Types of Financial Instruments
Let us now discuss some common financial instruments:
Equity shares: An equity share or commonly known as stock represents the ownership of a fraction of a company. Stocks are bought and sold on the exchanges among investors or traders. Example: Reliance Industries (RELIANCE) is a stock traded on the exchange.
Bonds: A bond is a fixed-income instrument. Bonds are agreements to lend money to a company for a certain period against which the company needs to pay a fixed interest. A company sells these securities to get the money it needs to grow.
Mutual Funds: Mutual funds are another financial security that is one of the most popular investment options currently. When an Asset Management Company (AMC) pools investments from different individuals that have a common investment objective. Mutual funds are professionally managed, so it is elementary for novice investors to start their financial journey. In recent years the mutual fund industry has grown almost two-fold within a span of five years.
G-Secs: Government Securities or G-Secs are debt instruments issued by the government to borrow money. In case of a bond you lend money to a company, similarly in case of G-Secs you lend to the Government and in return they pay a fixed rate of interest for a predetermined period of time.

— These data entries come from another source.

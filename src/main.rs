use std::time::Duration;

use clap::{Parser, Subcommand};

use toolbelt::config;
use toolbelt::pipeline::{self, PipelineError};
use toolbelt::tools;

#[derive(Parser)]
#[command(
    name = "toolbelt",
    version,
    about = "Policy-gated shell toolbelt for LLM agents"
)]
struct Cli {
    /// Show config resolution details
    #[arg(short, long, global = true)]
    verbose: bool,

    #[command(subcommand)]
    command: Commands,
}

#[derive(Subcommand)]
enum Commands {
    /// Split, validate, and execute a command pipeline
    Run {
        /// The command string (quote it: 'grep -r TODO . | wc -l')
        command: String,
        /// Override the configured wall-clock budget, in seconds
        #[arg(long)]
        timeout: Option<u64>,
        /// Print the result as JSON
        #[arg(long)]
        json: bool,
    },
    /// Execute a named tool with JSON arguments and print its result
    Call {
        /// Tool name (e.g. "run_safe_shell")
        name: String,
        /// Arguments as a JSON object
        #[arg(long, default_value = "{}")]
        args: String,
        /// Current goal id, used when the tool call does not carry one
        #[arg(long)]
        goal: Option<i64>,
    },
    /// Print the tool definitions as pretty JSON
    Tools,
    /// Print the effective allowed command prefixes, one per line
    Policy,
}

/// Map a pipeline failure to a process exit code: 124 timeout, 127 missing
/// program, 2 malformed input, a failing stage's own code, 1 otherwise.
fn exit_code_for(err: &PipelineError) -> i32 {
    match err {
        PipelineError::Malformed(_) => 2,
        PipelineError::Timeout { .. } => 124,
        PipelineError::Spawn { source, .. } if source.kind() == std::io::ErrorKind::NotFound => 127,
        PipelineError::StageFailed { code, .. } if *code != 0 => *code,
        PipelineError::PolicyViolation { .. }
        | PipelineError::Spawn { .. }
        | PipelineError::StageFailed { .. } => 1,
    }
}

fn cmd_run(command: &str, timeout_override: Option<u64>, json: bool, verbose: bool) -> anyhow::Result<i32> {
    let settings = config::load(verbose)?;
    let timeout = timeout_override.map_or(settings.timeout, Duration::from_secs);

    let stages = match pipeline::split_and_tokenize(command) {
        Ok(stages) => stages,
        Err(e) => {
            eprintln!("[toolbelt] error: {e}");
            return Ok(exit_code_for(&e));
        }
    };

    match pipeline::execute(&stages, &settings.policy, timeout) {
        Ok(result) => {
            if json {
                println!("{}", serde_json::to_string_pretty(&result)?);
            } else if !result.output.is_empty() {
                print!("{}", result.output);
            }
            Ok(0)
        }
        Err(e) => {
            eprintln!("[toolbelt] error: {e}");
            if let PipelineError::StageFailed { stderr, .. } = &e
                && !stderr.trim().is_empty()
            {
                eprint!("{stderr}");
                if !stderr.ends_with('\n') {
                    eprintln!();
                }
            }
            Ok(exit_code_for(&e))
        }
    }
}

fn cmd_call(name: &str, args: &str, goal: Option<i64>, verbose: bool) -> anyhow::Result<i32> {
    let args: serde_json::Value = serde_json::from_str(args)
        .map_err(|e| anyhow::anyhow!("invalid --args JSON: {e}"))?;
    let settings = config::load(verbose)?;
    let ctx = tools::ToolContext::new(&settings, goal);
    println!("{}", tools::execute_tool(name, &args, &ctx));
    Ok(0)
}

fn cmd_tools() -> anyhow::Result<i32> {
    println!("{}", serde_json::to_string_pretty(&tools::definitions())?);
    Ok(0)
}

fn cmd_policy(verbose: bool) -> anyhow::Result<i32> {
    let settings = config::load(false)?;
    if verbose {
        eprintln!("[toolbelt] config: {}", settings.source);
    }
    for prefix in settings.policy.prefixes() {
        println!("{prefix}");
    }
    Ok(0)
}

fn or_exit(r: anyhow::Result<i32>) -> i32 {
    r.unwrap_or_else(|e| {
        eprintln!("[toolbelt] error: {e:#}");
        1
    })
}

fn main() {
    let cli = Cli::parse();
    let exit_code = match &cli.command {
        Commands::Run {
            command,
            timeout,
            json,
        } => or_exit(cmd_run(command, *timeout, *json, cli.verbose)),
        Commands::Call { name, args, goal } => or_exit(cmd_call(name, args, *goal, cli.verbose)),
        Commands::Tools => or_exit(cmd_tools()),
        Commands::Policy => or_exit(cmd_policy(cli.verbose)),
    };
    std::process::exit(exit_code);
}
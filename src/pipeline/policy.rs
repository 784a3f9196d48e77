//! The whitelist that gates every pipeline stage.
//!
//! Matching is deliberately done against the *whole* stage text, not just the
//! program token.  That lets `"git status"` be allowed while bare `git` is
//! not, and keeps `ls` matching `ls -la /tmp`.

use crate::pipeline::error::PipelineError;
use crate::pipeline::split::Stage;

/// Command prefixes allowed when no config file overrides them.
/// Inspection, listing, and search only — nothing that writes.
pub const DEFAULT_ALLOW: &[&str] = &[
    "ls", "dir", "tree", "find", "grep", "rg", "cat", "head", "tail", "wc",
    "git status", "git diff", "git log", "git branch", "git remote",
    "echo", "pwd", "date",
];

/// Immutable set of allowed command prefixes, built once at startup and
/// passed explicitly to the executor.
#[derive(Debug, Clone)]
pub struct Policy {
    prefixes: Vec<String>,
}

impl Policy {
    pub fn new(prefixes: Vec<String>) -> Self {
        Self { prefixes }
    }

    /// The built-in read-only whitelist.
    pub fn default_allow() -> Self {
        Self::new(DEFAULT_ALLOW.iter().map(ToString::to_string).collect())
    }

    /// The allowed prefixes, in configuration order.
    pub fn prefixes(&self) -> &[String] {
        &self.prefixes
    }

    /// Case-sensitive prefix match against the full stage text.
    pub fn allows(&self, stage_text: &str) -> bool {
        self.prefixes.iter().any(|p| stage_text.starts_with(p.as_str()))
    }

    /// Check every stage before anything is spawned.
    ///
    /// # Errors
    ///
    /// Returns [`PipelineError::PolicyViolation`] naming the first stage whose
    /// text does not begin with an allowed prefix.
    pub fn validate(&self, stages: &[Stage]) -> Result<(), PipelineError> {
        for stage in stages {
            if !self.allows(&stage.text) {
                return Err(PipelineError::PolicyViolation {
                    index: stage.index,
                    program: stage.program().to_string(),
                    text: stage.text.clone(),
                });
            }
        }
        Ok(())
    }
}

#[cfg(test)]
#[allow(clippy::unwrap_used, clippy::panic)]
mod tests {
    use super::*;
    use crate::pipeline::split::split_and_tokenize;

    #[test]
    fn bare_program_prefix_matches_with_args() {
        let policy = Policy::default_allow();
        assert!(policy.allows("ls -la /tmp"));
    }

    #[test]
    fn multi_word_prefix_matches_subcommand() {
        let policy = Policy::default_allow();
        assert!(policy.allows("git status --short"));
    }

    #[test]
    fn bare_git_is_not_allowed() {
        let policy = Policy::default_allow();
        assert!(!policy.allows("git push origin main"));
        assert!(!policy.allows("git"));
    }

    #[test]
    fn matching_is_case_sensitive() {
        let policy = Policy::default_allow();
        assert!(!policy.allows("LS -la"));
        assert!(!policy.allows("Git status"));
    }

    #[test]
    fn destructive_commands_are_rejected() {
        let policy = Policy::default_allow();
        assert!(!policy.allows("rm -rf /"));
        assert!(!policy.allows("curl http://example.com"));
    }

    #[test]
    fn empty_policy_denies_everything() {
        let policy = Policy::new(vec![]);
        assert!(!policy.allows("ls"));
    }

    #[test]
    fn validate_accepts_all_allowed_stages() {
        let policy = Policy::default_allow();
        let stages = split_and_tokenize("echo hi | wc -l").unwrap();
        assert!(policy.validate(&stages).is_ok());
    }

    #[test]
    fn validate_names_the_offending_stage() {
        let policy = Policy::default_allow();
        let stages = split_and_tokenize("echo hi | rm -rf / | wc").unwrap();
        let err = policy.validate(&stages).unwrap_err();
        match err {
            PipelineError::PolicyViolation {
                index,
                program,
                text,
            } => {
                assert_eq!(index, 1);
                assert_eq!(program, "rm");
                assert_eq!(text, "rm -rf /");
            }
            other => panic!("expected PolicyViolation, got {other:?}"),
        }
    }

    #[test]
    fn prefix_matches_whole_text_not_just_program() {
        // "git status" passes even though "git" alone would not, because the
        // match is against the full stage text.
        let policy = Policy::default_allow();
        let stages = split_and_tokenize("git status").unwrap();
        assert!(policy.validate(&stages).is_ok());
        let stages = split_and_tokenize("git stash").unwrap();
        assert!(policy.validate(&stages).is_err());
    }
}
//! The sandboxed command-pipeline executor.
//!
//! Data flows one way: raw string → tokenized stages → policy check → live
//! process chain → aggregated text result.  Nothing here touches the
//! filesystem; the only side effects are the child processes themselves.

pub mod error;
pub mod exec;
pub mod policy;
pub mod split;

pub use error::PipelineError;
pub use exec::{ExecutionResult, execute};
pub use policy::Policy;
pub use split::{Stage, split_and_tokenize};
//! Splits a raw command string into pipeline stages and tokenizes each stage.
//!
//! Splitting happens at `|` characters **outside** quoted regions, so
//! `echo "a | b"` stays a single stage.  Tokenization is shell-style quote
//! handling only: no variable expansion, no globs, no redirection.

use crate::pipeline::error::PipelineError;

/// One program invocation within a pipeline.
#[derive(Debug, Clone, PartialEq, Eq)]
pub struct Stage {
    /// The trimmed original segment text, used for whole-text policy matching.
    pub text: String,
    /// Tokenized arguments; the first element is the program name.
    /// Invariant: never empty.
    pub argv: Vec<String>,
    /// 0-based position within the pipeline; stage `i` reads stage `i-1`'s output.
    pub index: usize,
}

impl Stage {
    /// The program name (first token).
    pub fn program(&self) -> &str {
        self.argv.first().map_or("", String::as_str)
    }
}

/// Split `raw` at unquoted `|` characters.
///
/// Tracks single-quote, double-quote, and backslash state with the same rules
/// the tokenizer applies, so a pipe that the tokenizer would treat as literal
/// text never becomes a stage boundary.  An unterminated quote is left for
/// the tokenizer to reject.
fn split_pipes(raw: &str) -> Vec<String> {
    let mut segments = Vec::new();
    let mut current = String::new();
    let mut in_single = false;
    let mut in_double = false;
    let mut escaped = false;

    for ch in raw.chars() {
        if escaped {
            current.push(ch);
            escaped = false;
            continue;
        }
        match ch {
            '\\' if !in_single => {
                current.push(ch);
                escaped = true;
            }
            '\'' if !in_double => {
                current.push(ch);
                in_single = !in_single;
            }
            '"' if !in_single => {
                current.push(ch);
                in_double = !in_double;
            }
            '|' if !in_single && !in_double => {
                segments.push(std::mem::take(&mut current));
            }
            _ => current.push(ch),
        }
    }
    segments.push(current);
    segments
}

/// Split a raw command string into an ordered list of tokenized stages.
///
/// Blank segments between pipes are dropped; each surviving stage carries its
/// trimmed original text and its position index.
///
/// # Errors
///
/// Returns [`PipelineError::Malformed`] when quoting is unbalanced or when no
/// segment tokenizes to at least one argument (empty or whitespace-only
/// input, or only blank segments between pipes).
pub fn split_and_tokenize(raw: &str) -> Result<Vec<Stage>, PipelineError> {
    let mut stages = Vec::new();

    for segment in split_pipes(raw) {
        let text = segment.trim();
        if text.is_empty() {
            continue;
        }
        let argv = shlex::split(text)
            .ok_or_else(|| PipelineError::Malformed(format!("unbalanced quoting in \"{text}\"")))?;
        if argv.is_empty() {
            continue;
        }
        stages.push(Stage {
            text: text.to_string(),
            argv,
            index: stages.len(),
        });
    }

    if stages.is_empty() {
        return Err(PipelineError::Malformed("empty command".to_string()));
    }
    Ok(stages)
}
//! Startup configuration: discovery, parsing, and resolution into the
//! immutable settings the rest of the binary consumes.
//!
//! Resolution order:
//!   1. project-local `.toolbelt/config.toml` (under the current directory)
//!   2. user-level `{config_dir}/config.toml` (see `paths`)
//!   3. built-in defaults
//!
//! A missing file falls through to the next source; a file that exists but
//! does not parse is a startup error.

use std::path::{Path, PathBuf};
use std::time::Duration;

use anyhow::Context;
use serde::Deserialize;

use crate::paths;
use crate::pipeline::Policy;

/// Default wall-clock budget for one pipeline run.
pub const DEFAULT_TIMEOUT_SECS: u64 = 10;

/// The raw shape of `config.toml`.  All keys optional.
#[derive(Debug, Default, Deserialize)]
pub struct ConfigFile {
    /// Pipeline wall-clock budget in seconds.
    pub timeout_secs: Option<u64>,
    /// Replaces the built-in whitelist entirely when present.
    /// An empty array means "deny everything".
    pub allow: Option<Vec<String>>,
    /// Overrides the memory directory for collaborator files.
    pub memory_dir: Option<PathBuf>,
}

/// Where the effective configuration came from.
#[derive(Debug, Clone, PartialEq, Eq)]
pub enum ConfigSource {
    ProjectLocal(PathBuf),
    User(PathBuf),
    BuiltIn,
}

impl std::fmt::Display for ConfigSource {
    fn fmt(&self, f: &mut std::fmt::Formatter<'_>) -> std::fmt::Result {
        match self {
            Self::ProjectLocal(p) => write!(f, "project-local {}", p.display()),
            Self::User(p) => write!(f, "user {}", p.display()),
            Self::BuiltIn => write!(f, "built-in defaults"),
        }
    }
}

/// Fully-resolved process configuration, constructed once at startup.
#[derive(Debug)]
pub struct Settings {
    pub timeout: Duration,
    pub policy: Policy,
    pub memory_dir: PathBuf,
    pub source: ConfigSource,
}

/// Try to load a config file from `path`.  Returns `Ok(None)` if the file
/// does not exist.
///
/// # Errors
///
/// Returns an error if the file exists but cannot be read or contains
/// invalid TOML.
pub fn try_load_file(path: &Path) -> anyhow::Result<Option<ConfigFile>> {
    let content = match std::fs::read_to_string(path) {
        Ok(c) => c,
        Err(e) if e.kind() == std::io::ErrorKind::NotFound => return Ok(None),
        Err(e) => {
            return Err(anyhow::Error::new(e)
                .context(format!("failed to read config file: {}", path.display())));
        }
    };
    let config: ConfigFile = toml::from_str(&content)
        .with_context(|| format!("failed to parse config file: {}", path.display()))?;
    Ok(Some(config))
}

/// Discover the first config file in priority order.
fn discover() -> anyhow::Result<(ConfigFile, ConfigSource)> {
    if let Ok(cwd) = std::env::current_dir() {
        let local = cwd.join(".toolbelt/config.toml");
        if let Some(cfg) = try_load_file(&local)? {
            return Ok((cfg, ConfigSource::ProjectLocal(local)));
        }
    }
    if let Some(user_dir) = paths::user_dir() {
        let user = user_dir.join("config.toml");
        if let Some(cfg) = try_load_file(&user)? {
            return Ok((cfg, ConfigSource::User(user)));
        }
    }
    Ok((ConfigFile::default(), ConfigSource::BuiltIn))
}

/// Resolve the memory directory: `TOOLBELT_MEMORY_DIR` env var, then the
/// config file's `memory_dir`, then `{data_dir}/memory`.
fn resolve_memory_dir(file: &ConfigFile) -> anyhow::Result<PathBuf> {
    if let Ok(dir) = std::env::var("TOOLBELT_MEMORY_DIR")
        && !dir.is_empty()
    {
        return Ok(PathBuf::from(dir));
    }
    if let Some(dir) = &file.memory_dir {
        return Ok(dir.clone());
    }
    paths::user_data_dir()
        .map(|d| d.join("memory"))
        .context("could not determine a data directory for memory files")
}

/// Load and resolve configuration once at startup.
///
/// # Errors
///
/// Returns an error when an existing config file fails to parse or when no
/// memory directory can be determined.
pub fn load(verbose: bool) -> anyhow::Result<Settings> {
    let (file, source) = discover()?;
    if verbose {
        eprintln!("[toolbelt] config: {source}");
    }

    let policy = match &file.allow {
        Some(prefixes) => Policy::new(prefixes.clone()),
        None => Policy::default_allow(),
    };
    let timeout = Duration::from_secs(file.timeout_secs.unwrap_or(DEFAULT_TIMEOUT_SECS));
    let memory_dir = resolve_memory_dir(&file)?;

    Ok(Settings {
        timeout,
        policy,
        memory_dir,
        source,
    })
}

SGBs: Sovereign Gold Bonds or SGBs are government instruments denominated in terms of Gold. These are substitutes for holding physical golds. Investors buy SGBs in return for capital appreciation as well as earn fixed interest every six months.
ETFs: An Exchange Traded Funds (ETFs) are a basket of financial instruments which may include stocks, commodities, bonds or a mixture of different instruments. Thus, ETFs offer diversification to investors. There are also ETFs that track an index, sector, commodity, or other asset. Example: HDFC Sensex ETF
REITs: REITs (Real Estate Investment Trust) is a financial instrument that owns a portfolio of income-generating properties. This is very similar to a mutual fund where money is pooled from investors to invest in financial securities; in the case of REITs, pooled money is invested in real estate.
In India, REITs were introduced in 2019. After 2 years, three REITs are available for Indian investors (Mindspace, Embassy Park & Brookfield). Similar to an investment in common stocks, profits are generated in the form of dividends & capital appreciation. SEBI is the regulator of REITs in India.
InVITs: Power Grid InVIT & India Grid InVIT are two names that are all over the news recently. So let us see what InVITs are?
Infrastructure Investment Trust (InVITs) is a financial instrument that offers a direct investment route into infrastructure projects for both individual & institutional investors. The structure of InvITs is closely related to mutual funds & REITs. Therefore, InVITs are a collective investment scheme that offers a direct investment into infrastructure. SEBI is the regulator of InVITs India.